Author(s): Ahmed A. Abouhussien, Assem A. A. Hassan, and Basem H. AbdelAleem

Publication: Structural Journal

Volume: 116

Issue: 6

Appears on pages(s): 41-51

Keywords: acoustic emission monitoring; beam-column connections; crack detection; intensity analysis; reversed cyclic loading; self-consolidating rubberized concrete

Date: 11/1/2019

An experimental investigation has been conducted to monitor the cracking process in self-consolidating rubberized concrete (SCRC) beam-column connections with the aid of acoustic emission (AE). Reinforced concrete beam-column connections were cast using various SCRC mixtures containing six different crumb rubber (CR) percentages (0 to 25%) as a replacement of fine aggregates. The investigated connections were tested under reversed cyclic loading conditions and simultaneously monitored via three attached AE sensors per specimen. The AE data from each loading test were analyzed to detect the crack initiation and quantify the crack propagation in all specimens throughout the tests. This analysis involved studying the variations in the signal amplitudes, number of hits, and cumulative signal strength. In addition, b-value and intensity analyses on the signals’ amplitude and strength were completed to generate three additional AE parameters: b-value, historic index (H(t)), and severity (Sr).
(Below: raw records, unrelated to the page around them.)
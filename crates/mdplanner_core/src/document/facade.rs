//! Typed access to every entity section of one project document.
//!
//! # Responsibility
//! - Provide uniform read / add / update / delete / save / generate-id
//!   operations per entity type.
//! - Keep every mutation a single locked read-modify-write so concurrent
//!   callers in the process never lose updates.
//!
//! # Invariants
//! - Only the target section is re-encoded; other bytes are preserved.
//! - Missing records are reported as `None` / `false`, never as errors.
//! - Reads that hit an IO error log it and return an empty list; mutations
//!   propagate IO errors.

use super::ids::{self as allocator, IdCounterStore};
use super::write_safety::{DocumentFile, LockState};
use super::{Clock, DocResult, DocumentError, SystemClock};
use crate::config::WriteSafetyConfig;
use crate::markdown::section::SourceDocument;
use crate::markdown::tasks::sections_or_default;
use crate::markdown::{ids as scan, SectionCodec};
use crate::model::note::{Note, NotePatch};
use crate::model::task::{Task, TaskPatch};
use crate::model::{max_numeric_id, EntityKind};
use log::{debug, error};
use parking_lot::Mutex;
use std::path::Path;
use std::sync::Arc;

pub struct ProjectDocument {
    file: DocumentFile,
    clock: Arc<dyn Clock>,
    counters: Option<Mutex<Box<dyn IdCounterStore>>>,
}

/// Decoded section plus everything needed to write it back.
struct SectionView<'c, E> {
    source: SourceDocument<'c>,
    items: Vec<E>,
}

impl<'c, E: SectionCodec> SectionView<'c, E> {
    fn load(content: &'c str) -> Self {
        let source = SourceDocument::parse(content);
        let items = E::decode(source.section_body(E::SECTION));
        Self { source, items }
    }

    fn render(&self) -> String {
        let rendered = E::encode(&self.items, self.source.section_body(E::SECTION));
        self.source.replace_section(E::SECTION, &rendered)
    }
}

/// Record `id` as it reads back from `rendered`.
fn persisted<E: SectionCodec>(rendered: &str, id: &str) -> Option<E> {
    let view = SectionView::<E>::load(rendered);
    E::find(&view.items, id).cloned()
}

impl ProjectDocument {
    pub fn open(path: impl AsRef<Path>) -> Self {
        Self::with_config(path, WriteSafetyConfig::default())
    }

    pub fn with_config(path: impl AsRef<Path>, config: WriteSafetyConfig) -> Self {
        Self {
            file: DocumentFile::open(path, config),
            clock: Arc::new(SystemClock),
            counters: None,
        }
    }

    pub fn with_clock(mut self, clock: Arc<dyn Clock>) -> Self {
        self.clock = clock;
        self
    }

    /// Persists reserved ids so numbering survives restarts even after the
    /// highest record was deleted.
    pub fn with_counter_store(mut self, store: Box<dyn IdCounterStore>) -> Self {
        self.counters = Some(Mutex::new(store));
        self
    }

    pub fn path(&self) -> &Path {
        self.file.path()
    }

    pub fn file(&self) -> &DocumentFile {
        &self.file
    }

    pub fn now(&self) -> String {
        self.clock.now_rfc3339()
    }

    pub fn read_content(&self) -> DocResult<Option<String>> {
        self.file.read()
    }

    /// All records of `E`; a missing document yields an empty list.
    pub fn try_read_all<E: SectionCodec>(&self) -> DocResult<Vec<E>> {
        let content = self.file.read()?.unwrap_or_default();
        Ok(SectionView::<E>::load(&content).items)
    }

    pub fn read_all<E: SectionCodec>(&self) -> Vec<E> {
        match self.try_read_all::<E>() {
            Ok(items) => items,
            Err(err) => {
                error!(
                    "event=doc_read module=document status=error kind={} error={}",
                    E::KIND,
                    err
                );
                Vec::new()
            }
        }
    }

    pub fn read<E: SectionCodec>(&self, id: &str) -> Option<E> {
        let items = self.read_all::<E>();
        E::find(&items, id).cloned()
    }

    /// Adds `item` under a freshly reserved id and returns the record as
    /// it reads back from the written document.
    pub fn add<E: SectionCodec>(&self, mut item: E) -> DocResult<E> {
        let now = self.now();
        self.file.locked(|doc| {
            let content = doc.read()?.unwrap_or_default();
            let mut view = SectionView::<E>::load(&content);
            let document_max = scan::max_id(&content, E::KIND).max(max_numeric_id(&view.items));
            let id = self.reserve_id(E::KIND, document_max, doc.state());
            item.set_id(id.clone());
            item.fill_nested_ids(&mut || self.reserve_id(E::KIND, document_max, doc.state()));
            item.on_create(&now);
            E::insert(&mut view.items, item);
            let rendered = view.render();
            let stored = persisted::<E>(&rendered, &id).ok_or_else(|| {
                DocumentError::InvalidRecord(format!("{} {id} missing after insert", E::KIND))
            })?;
            doc.commit(&rendered)?;
            debug!(
                "event=doc_mutate module=document status=ok op=add kind={} id={}",
                E::KIND,
                id
            );
            Ok(stored)
        })
    }

    /// Merges `patch` into record `id` and returns the record as written;
    /// `None` when it does not exist.
    pub fn update<E: SectionCodec>(&self, id: &str, patch: E::Patch) -> DocResult<Option<E>> {
        let now = self.now();
        self.file.locked(|doc| {
            let content = doc.read()?.unwrap_or_default();
            let mut view = SectionView::<E>::load(&content);
            let Some(item) = E::find_mut(&mut view.items, id) else {
                return Ok(None);
            };
            item.apply_patch(patch);
            item.on_update(&now);
            let rendered = view.render();
            let updated = persisted::<E>(&rendered, id).ok_or_else(|| {
                DocumentError::InvalidRecord(format!("{} {id} missing after update", E::KIND))
            })?;
            doc.commit(&rendered)?;
            debug!(
                "event=doc_mutate module=document status=ok op=update kind={} id={}",
                E::KIND,
                id
            );
            Ok(Some(updated))
        })
    }

    /// Removes record `id` (and, for tasks, its subtree).
    pub fn delete<E: SectionCodec>(&self, id: &str) -> DocResult<bool> {
        self.file.locked(|doc| {
            let content = doc.read()?.unwrap_or_default();
            let mut view = SectionView::<E>::load(&content);
            if !E::remove(&mut view.items, id) {
                return Ok(false);
            }
            doc.commit(&view.render())?;
            debug!(
                "event=doc_mutate module=document status=ok op=delete kind={} id={}",
                E::KIND,
                id
            );
            Ok(true)
        })
    }

    /// Replaces the whole section of `E` with `items`.
    pub fn save_all<E: SectionCodec>(&self, items: &[E]) -> DocResult<()> {
        self.file.locked(|doc| {
            let content = doc.read()?.unwrap_or_default();
            let mut view = SectionView::<E>::load(&content);
            view.items = items.to_vec();
            doc.commit(&view.render())
        })
    }

    /// Replaces record `item.id()` in place, or inserts it when absent.
    pub fn upsert<E: SectionCodec>(&self, item: &E) -> DocResult<()> {
        self.file.locked(|doc| {
            let content = doc.read()?.unwrap_or_default();
            let mut view = SectionView::<E>::load(&content);
            match E::find_mut(&mut view.items, item.id()) {
                Some(existing) => *existing = item.clone(),
                None => E::insert(&mut view.items, item.clone()),
            }
            doc.commit(&view.render())
        })
    }

    /// Peeks at the id the next `add` of `kind` would receive.
    pub fn generate_id(&self, kind: EntityKind) -> DocResult<String> {
        self.file.locked(|doc| {
            let content = doc.read()?.unwrap_or_default();
            let document_max = scan::max_id(&content, kind);
            let persisted = self
                .counters
                .as_ref()
                .and_then(|store| store.lock().load(kind))
                .unwrap_or(0);
            let next = allocator::peek(kind, document_max, doc.state(), persisted);
            Ok(kind.format_id(next))
        })
    }

    fn reserve_id(&self, kind: EntityKind, document_max: u64, state: &mut LockState) -> String {
        match &self.counters {
            Some(store) => {
                let mut store = store.lock();
                allocator::reserve(kind, document_max, state, Some(&mut **store))
            }
            None => allocator::reserve(kind, document_max, state, None),
        }
    }

    pub fn read_tasks(&self) -> Vec<Task> {
        self.read_all::<Task>()
    }

    /// Board column names in document order (defaults when absent).
    pub fn read_sections(&self) -> Vec<String> {
        match self.file.read() {
            Ok(content) => {
                let content = content.unwrap_or_default();
                let source = SourceDocument::parse(&content);
                sections_or_default(source.section_body(Task::SECTION))
            }
            Err(err) => {
                error!(
                    "event=doc_read module=document status=error kind=task error={}",
                    err
                );
                sections_or_default(&[])
            }
        }
    }

    pub fn add_task(&self, task: Task) -> DocResult<Task> {
        self.add(task)
    }

    pub fn update_task(&self, id: &str, patch: TaskPatch) -> DocResult<Option<Task>> {
        self.update::<Task>(id, patch)
    }

    pub fn delete_task(&self, id: &str) -> DocResult<bool> {
        self.delete::<Task>(id)
    }

    pub fn save_tasks(&self, tasks: &[Task]) -> DocResult<()> {
        self.save_all(tasks)
    }

    pub fn read_notes(&self) -> Vec<Note> {
        self.read_all::<Note>()
    }

    pub fn add_note(&self, title: &str, content: &str) -> DocResult<Note> {
        self.add(Note::new(title, content))
    }

    pub fn update_note(&self, id: &str, patch: NotePatch) -> DocResult<Option<Note>> {
        self.update::<Note>(id, patch)
    }

    pub fn delete_note(&self, id: &str) -> DocResult<bool> {
        self.delete::<Note>(id)
    }
}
The influences of both CR content and sensor location on these AE parameters were highlighted. The results of the AE analysis performed herein allowed an early detection of the first cracks before they could be visually observed, regardless of CR percentage. The development of additional cracks due to further loading cycles was found to be associated with an overall increase in AE activities until failure of all tested specimens. Meanwhile, the increase in the CR content resulted in a noticeable reduction in the AE signal amplitudes. Finally, the results of intensity analysis parameters (H(t) and Sr) were used to develop a damage classification chart. This chart can successfully be used to identify the stages of first crack initiation and ultimate load in the SCRC beam-column connections.